Mr Sinnott, the judge held, was entitled to a declaration the State has a duty to provide arrangements allowing visually impaired persons to vote privately and without assistance in elections and referendums, where that is reasonably practicable and economically effective.
He said the court could not require the Minister to adopt any particular arrangement but could make a declaration to guide the Minister about the relevant provisions of the Electoral Act 1992.
He was prepared to declare that the Minister has a duty to outline - in public - details of planned studies and regulations for the provision of arrangements to facilitate visually impaired voters to mark their ballot papers without assistance, as envisaged by the 1992 Act.
The formal wording of the declarations will be decided later.
A father of two from James Street, Dublin, Mr Sinnott, aged in his 40s, is a member of the Blind Legal Alliance who was born with severe visual impairment and expects to be unable to see at all within four years.
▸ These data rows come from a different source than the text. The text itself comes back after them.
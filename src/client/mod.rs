//! GitHub API client: request execution, credential handling, retry glue,
//! and rate-limit observation.

use crate::config::GitHubConfig;
use crate::errors::{GitHubError, GitHubErrorKind, GitHubResult, RateLimitInfo};
use crate::pagination::{Page, PaginationLinks, PaginationParams};
use crate::resilience::{RateLimitWatch, RetryExecutor};
use crate::services::*;
use chrono::DateTime;
use reqwest::header::{HeaderMap, ACCEPT, AUTHORIZATION, USER_AGENT};
use reqwest::{Client, Response, StatusCode};
use secrecy::{ExposeSecret, SecretString};
use serde::{de::DeserializeOwned, Serialize};
use std::sync::{Arc, RwLock, Weak};
use std::time::Duration;

/// Versioned JSON media type sent on every request.
const ACCEPT_HEADER: &str = "application/vnd.github.v3+json";

/// Upstream error response body.
#[derive(Debug, serde::Deserialize)]
struct GitHubErrorResponse {
    message: String,
}

/// GitHub API client.
///
/// One explicitly constructed instance is meant to be shared (it is cheap to
/// wrap in an [`Arc`]); the credential is swappable at any time without
/// affecting in-flight requests.
pub struct GitHubClient {
    /// HTTP client.
    http: Client,
    /// Configuration.
    config: GitHubConfig,
    /// Current bearer credential.
    token: RwLock<Option<SecretString>>,
    /// Retry executor for transient failures.
    retry: RetryExecutor,
    /// Last-observed rate limit state plus subscribers.
    rate_limit: Arc<RateLimitWatch>,
}

impl GitHubClient {
    /// Creates a new client.
    pub fn new(config: GitHubConfig) -> GitHubResult<Self> {
        config.validate()?;

        let http = Client::builder()
            .timeout(config.timeout)
            .connect_timeout(config.connect_timeout)
            .build()
            .map_err(|e| {
                GitHubError::configuration(format!("Failed to create HTTP client: {}", e))
            })?;

        let retry = RetryExecutor::new(
            config.retry.max_retries,
            config.retry.initial_backoff,
            config.retry.max_backoff,
            config.retry.multiplier,
        );

        let token = RwLock::new(config.token.clone().map(SecretString::new));

        Ok(Self {
            http,
            config,
            token,
            retry,
            rate_limit: Arc::new(RateLimitWatch::new()),
        })
    }

    /// Creates a new client builder.
    pub fn builder() -> GitHubClientBuilder {
        GitHubClientBuilder::new()
    }

    /// Gets the base URL.
    pub fn base_url(&self) -> &str {
        &self.config.base_url
    }

    /// Replaces the credential used on all subsequent requests.
    ///
    /// In-flight requests keep the credential they started with.
    pub fn set_token(&self, token: Option<&str>) {
        let mut guard = self.token.write().unwrap_or_else(|p| p.into_inner());
        *guard = token.map(|t| SecretString::new(t.to_string()));
    }

    /// Returns the last-observed rate limit state, or `None` before any
    /// response has carried rate-limit headers.
    pub fn rate_limit_info(&self) -> Option<RateLimitInfo> {
        self.rate_limit.latest()
    }

    /// Registers a listener invoked synchronously on every response that
    /// carries rate-limit headers, unchanged values included.
    ///
    /// The listener stays registered for the lifetime of the returned
    /// handle; it is removed by [`RateLimitSubscription::unsubscribe`] or
    /// when the handle is dropped.
    pub fn on_rate_limit_change<F>(&self, listener: F) -> RateLimitSubscription
    where
        F: Fn(&RateLimitInfo) + Send + Sync + 'static,
    {
        let id = self.rate_limit.subscribe(Arc::new(listener));
        RateLimitSubscription {
            watch: Arc::downgrade(&self.rate_limit),
            id,
        }
    }

    // Service accessors

    /// Gets the repositories service.
    pub fn repositories(&self) -> RepositoriesService {
        RepositoriesService::new(self)
    }

    /// Gets the commits service.
    pub fn commits(&self) -> CommitsService {
        CommitsService::new(self)
    }

    /// Gets the pull requests service.
    pub fn pull_requests(&self) -> PullRequestsService {
        PullRequestsService::new(self)
    }

    /// Gets the actions service.
    pub fn actions(&self) -> ActionsService {
        ActionsService::new(self)
    }

    /// Gets the search service.
    pub fn search(&self) -> SearchService {
        SearchService::new(self)
    }

    // HTTP plumbing

    /// Makes a GET request and decodes the JSON body.
    pub(crate) async fn get<T: DeserializeOwned>(&self, path: &str) -> GitHubResult<T> {
        let response = self.get_response(path, &[]).await?;
        Self::decode(response).await
    }

    /// Makes a GET request with serialized query parameters.
    pub(crate) async fn get_with_params<T: DeserializeOwned, P: Serialize>(
        &self,
        path: &str,
        params: &P,
    ) -> GitHubResult<T> {
        let query_string = serde_urlencoded::to_string(params).map_err(|e| {
            GitHubError::new(
                GitHubErrorKind::InvalidParameter,
                format!("Failed to serialize parameters: {}", e),
            )
        })?;

        let url = if query_string.is_empty() {
            self.build_url(path)
        } else {
            format!("{}?{}", self.build_url(path), query_string)
        };

        let response = self.execute(url).await?;
        Self::decode(response).await
    }

    /// Makes a paginated GET request against a plain-array list endpoint.
    pub(crate) async fn get_page<T: DeserializeOwned>(
        &self,
        path: &str,
        mut query: Vec<(String, String)>,
        pagination: &PaginationParams,
    ) -> GitHubResult<Page<T>> {
        query.extend(pagination.to_query());
        let response = self.get_response(path, &query).await?;

        let links = PaginationLinks::from_headers(response.headers());
        let items: Vec<T> = Self::decode(response).await?;

        Ok(Page::new(items, links, pagination.page, pagination.per_page))
    }

    /// Makes a GET request and returns the raw response.
    ///
    /// Used where the caller needs the status (202 contributors) or the
    /// headers alongside an envelope body.
    pub(crate) async fn get_response(
        &self,
        path: &str,
        query: &[(String, String)],
    ) -> GitHubResult<Response> {
        let mut url = self.build_url(path);
        if !query.is_empty() {
            let qs = serde_urlencoded::to_string(query).map_err(|e| {
                GitHubError::new(
                    GitHubErrorKind::InvalidParameter,
                    format!("Failed to serialize query parameters: {}", e),
                )
            })?;
            url = format!("{}?{}", url, qs);
        }

        self.execute(url).await
    }

    /// Decodes a JSON response body.
    pub(crate) async fn decode<T: DeserializeOwned>(response: Response) -> GitHubResult<T> {
        response.json().await.map_err(|e| {
            GitHubError::deserialization(format!("Failed to deserialize response: {}", e))
        })
    }

    /// Runs one logical request through the retry executor.
    async fn execute(&self, url: String) -> GitHubResult<Response> {
        // The credential is resolved once per logical call; a token swapped
        // mid-flight does not retroactively reauthorize retries.
        let auth_header = self.auth_header();

        self.retry
            .execute(|| {
                let http = self.http.clone();
                let url = url.clone();
                let auth_header = auth_header.clone();
                let user_agent = self.config.user_agent.clone();
                let watch = self.rate_limit.clone();

                async move {
                    let mut request = http
                        .get(&url)
                        .header(USER_AGENT, &user_agent)
                        .header(ACCEPT, ACCEPT_HEADER);

                    if let Some(ref auth) = auth_header {
                        request = request.header(AUTHORIZATION, auth);
                    }

                    let response = request.send().await.map_err(|e| {
                        if e.is_timeout() {
                            GitHubError::timeout(format!("Request timed out: {}", e))
                                .with_cause(e)
                        } else {
                            GitHubError::new(
                                GitHubErrorKind::ConnectionFailed,
                                format!("Failed to reach the API: {}", e),
                            )
                            .with_cause(e)
                        }
                    })?;

                    // Headers are present on 403/429 too, so publish before
                    // any status branching.
                    let snapshot = Self::extract_rate_limit(response.headers());
                    if let Some(ref info) = snapshot {
                        watch.publish(info.clone());
                    }

                    if response.status().is_success() {
                        return Ok(response);
                    }

                    Err(Self::error_from_response(response, snapshot).await)
                }
            })
            .await
    }

    fn auth_header(&self) -> Option<String> {
        let guard = self.token.read().unwrap_or_else(|p| p.into_inner());
        guard
            .as_ref()
            .map(|t| format!("token {}", t.expose_secret()))
    }

    fn build_url(&self, path: &str) -> String {
        let base = self.config.base_url.trim_end_matches('/');
        let path = path.trim_start_matches('/');
        format!("{}/{}", base, path)
    }

    fn extract_rate_limit(headers: &HeaderMap) -> Option<RateLimitInfo> {
        fn header_u32(headers: &HeaderMap, name: &str) -> Option<u32> {
            headers
                .get(name)
                .and_then(|v| v.to_str().ok())
                .and_then(|v| v.parse().ok())
        }

        let limit = header_u32(headers, "x-ratelimit-limit")?;
        let remaining = header_u32(headers, "x-ratelimit-remaining")?;
        let used = header_u32(headers, "x-ratelimit-used").unwrap_or(limit - remaining.min(limit));

        let reset_timestamp: i64 = headers
            .get("x-ratelimit-reset")
            .and_then(|v| v.to_str().ok())
            .and_then(|v| v.parse().ok())?;
        let reset_at = DateTime::from_timestamp(reset_timestamp, 0)?;

        Some(RateLimitInfo {
            limit,
            remaining,
            reset_at,
            used,
        })
    }

    /// Builds the typed error for a non-success response.
    async fn error_from_response(
        response: Response,
        rate_limit: Option<RateLimitInfo>,
    ) -> GitHubError {
        let status = response.status();

        // 403 with an exhausted window is the primary rate limit; surfaced
        // immediately since the reset is minutes to hours away.
        if status == StatusCode::FORBIDDEN {
            if let Some(info) = rate_limit {
                if info.remaining == 0 {
                    tracing::warn!(
                        reset_at = %info.reset_at,
                        "primary rate limit exhausted"
                    );
                    return GitHubError::rate_limited(info);
                }
            }
        }

        // Secondary limit: honor Retry-After when the upstream supplies it.
        let retry_after = if status == StatusCode::TOO_MANY_REQUESTS {
            response
                .headers()
                .get("retry-after")
                .and_then(|v| v.to_str().ok())
                .and_then(|v| v.parse::<u64>().ok())
                .map(Duration::from_secs)
        } else {
            None
        };

        let message = response
            .json::<GitHubErrorResponse>()
            .await
            .map(|body| body.message)
            .unwrap_or_else(|_| {
                format!(
                    "HTTP {} {}",
                    status.as_u16(),
                    status.canonical_reason().unwrap_or("error")
                )
            });

        let mut error = GitHubError::from_response(status.as_u16(), message);
        if let Some(wait) = retry_after {
            error = error.with_retry_after(wait);
        }
        error
    }
}

/// Handle scoping a rate-limit listener's registration.
///
/// The listener is removed when the handle is dropped or unsubscribed,
/// whichever comes first. Holds only a weak reference to the client's watch,
/// so an outliving handle never keeps client state alive.
pub struct RateLimitSubscription {
    watch: Weak<RateLimitWatch>,
    id: u64,
}

impl RateLimitSubscription {
    /// Removes the listener. Calling this more than once is a no-op.
    pub fn unsubscribe(&self) {
        if let Some(watch) = self.watch.upgrade() {
            watch.unsubscribe(self.id);
        }
    }
}

impl Drop for RateLimitSubscription {
    fn drop(&mut self) {
        self.unsubscribe();
    }
}

/// Builder for [`GitHubClient`].
#[derive(Debug, Default)]
pub struct GitHubClientBuilder {
    config_builder: crate::config::GitHubConfigBuilder,
}

impl GitHubClientBuilder {
    /// Creates a new builder.
    pub fn new() -> Self {
        Self {
            config_builder: GitHubConfig::builder(),
        }
    }

    /// Sets the base URL.
    pub fn base_url(mut self, url: impl Into<String>) -> Self {
        self.config_builder = self.config_builder.base_url(url);
        self
    }

    /// Sets the initial token.
    pub fn token(mut self, token: impl Into<String>) -> Self {
        self.config_builder = self.config_builder.token(token);
        self
    }

    /// Sets the request timeout.
    pub fn timeout(mut self, timeout: Duration) -> Self {
        self.config_builder = self.config_builder.timeout(timeout);
        self
    }

    /// Sets the User-Agent.
    pub fn user_agent(mut self, ua: impl Into<String>) -> Self {
        self.config_builder = self.config_builder.user_agent(ua);
        self
    }

    /// Sets the retry configuration.
    pub fn retry(mut self, retry: crate::config::RetryConfig) -> Self {
        self.config_builder = self.config_builder.retry(retry);
        self
    }

    /// Disables retries.
    pub fn no_retry(mut self) -> Self {
        self.config_builder = self.config_builder.no_retry();
        self
    }

    /// Builds the client.
    pub fn build(self) -> GitHubResult<GitHubClient> {
        let config = self.config_builder.build()?;
        GitHubClient::new(config)
    }
}
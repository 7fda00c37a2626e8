//! Commit operations, including the bounded commit-plus-files composite
//! used by activity feeds.

use crate::client::GitHubClient;
use crate::errors::GitHubResult;
use crate::pagination::{Page, PaginationParams};
use crate::types::{Commit, CommitDetail, CommitWithFiles, FileChange};
use futures::future::join_all;

/// Default page size for commit listings.
pub const DEFAULT_COMMIT_PER_PAGE: u32 = 20;

/// Default size of the recent-commits composite fetch.
pub const DEFAULT_RECENT_LIMIT: u32 = 10;

/// File detail is hydrated for at most this many commits per composite
/// fetch, to bound request fan-out against the rate limit.
const FILE_DETAIL_LIMIT: usize = 5;

/// Service for commit operations.
pub struct CommitsService<'a> {
    client: &'a GitHubClient,
}

impl<'a> CommitsService<'a> {
    /// Creates a new commits service.
    pub fn new(client: &'a GitHubClient) -> Self {
        Self { client }
    }

    /// Lists the most recent commits with the default page size.
    pub async fn list(&self, owner: &str, repo: &str) -> GitHubResult<Vec<Commit>> {
        let page = self
            .list_page(owner, repo, 1, DEFAULT_COMMIT_PER_PAGE)
            .await?;
        Ok(page.into_items())
    }

    /// Lists a page of commits.
    pub async fn list_page(
        &self,
        owner: &str,
        repo: &str,
        page: u32,
        per_page: u32,
    ) -> GitHubResult<Page<Commit>> {
        self.client
            .get_page(
                &format!("/repos/{}/{}/commits", owner, repo),
                Vec::new(),
                &PaginationParams::new(page, per_page),
            )
            .await
    }

    /// Gets the changed files of a single commit. Commits whose detail
    /// response omits the file list yield an empty vector.
    pub async fn files(&self, owner: &str, repo: &str, sha: &str) -> GitHubResult<Vec<FileChange>> {
        let detail: CommitDetail = self
            .client
            .get(&format!("/repos/{}/{}/commits/{}", owner, repo, sha))
            .await?;
        Ok(detail.files)
    }

    /// Fetches the recent commits and hydrates file detail for the first few
    /// of them.
    ///
    /// A failed file fetch degrades that commit to an empty file list rather
    /// than failing the whole operation; commits beyond the hydration bound
    /// are returned with empty files by design.
    pub async fn recent_with_files(
        &self,
        owner: &str,
        repo: &str,
    ) -> GitHubResult<Vec<CommitWithFiles>> {
        let commits = self
            .list_page(owner, repo, 1, DEFAULT_RECENT_LIMIT)
            .await?
            .into_items();

        let detail_fetches = commits
            .iter()
            .take(FILE_DETAIL_LIMIT)
            .map(|commit| self.files(owner, repo, &commit.sha));
        let mut details = join_all(detail_fetches).await.into_iter();

        Ok(commits
            .into_iter()
            .map(|commit| {
                let files = match details.next() {
                    Some(Ok(files)) => files,
                    Some(Err(e)) => {
                        tracing::debug!(sha = %commit.sha, error = %e, "file detail fetch failed");
                        Vec::new()
                    }
                    None => Vec::new(),
                };
                CommitWithFiles { commit, files }
            })
            .collect())
    }
}
//! API services, one per resource family.

pub mod actions;
pub mod commits;
pub mod pull_requests;
pub mod repositories;
pub mod search;

pub use actions::ActionsService;
pub use commits::CommitsService;
pub use pull_requests::{PullRequestsService, StateFilter};
pub use repositories::RepositoriesService;
pub use search::SearchService;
With assistance of an educational support worker, a specially developed computer software package and a strong visual magnifier, he is pursuing a PhD in Irish at Trinity College, having previously obtained other degrees.
Mr Sinnott claimed he must ask the polling station presiding officer to complete his ballot paper, which effectively means he is being deprived of his right to a secret ballot.
He argued the State had been aware since at least 2011 of mechanisms that could ensure secret voting for visually impaired persons in elections here, and that its delay in introducing a system allowing him to vote without assistance breached his rights.
Mr Justice O’Connor ruled Mr Sinnott was entitled to the two declarations concerning the State’s duty, but there was no need to award damages because Mr Sinnott’s main grievance had been addressed.
He said because the State has not made the UN Convention on the Rights of Persons with Disabilities part of domestic law, it did not advance Mr Sinnott’s case except in the context of norms.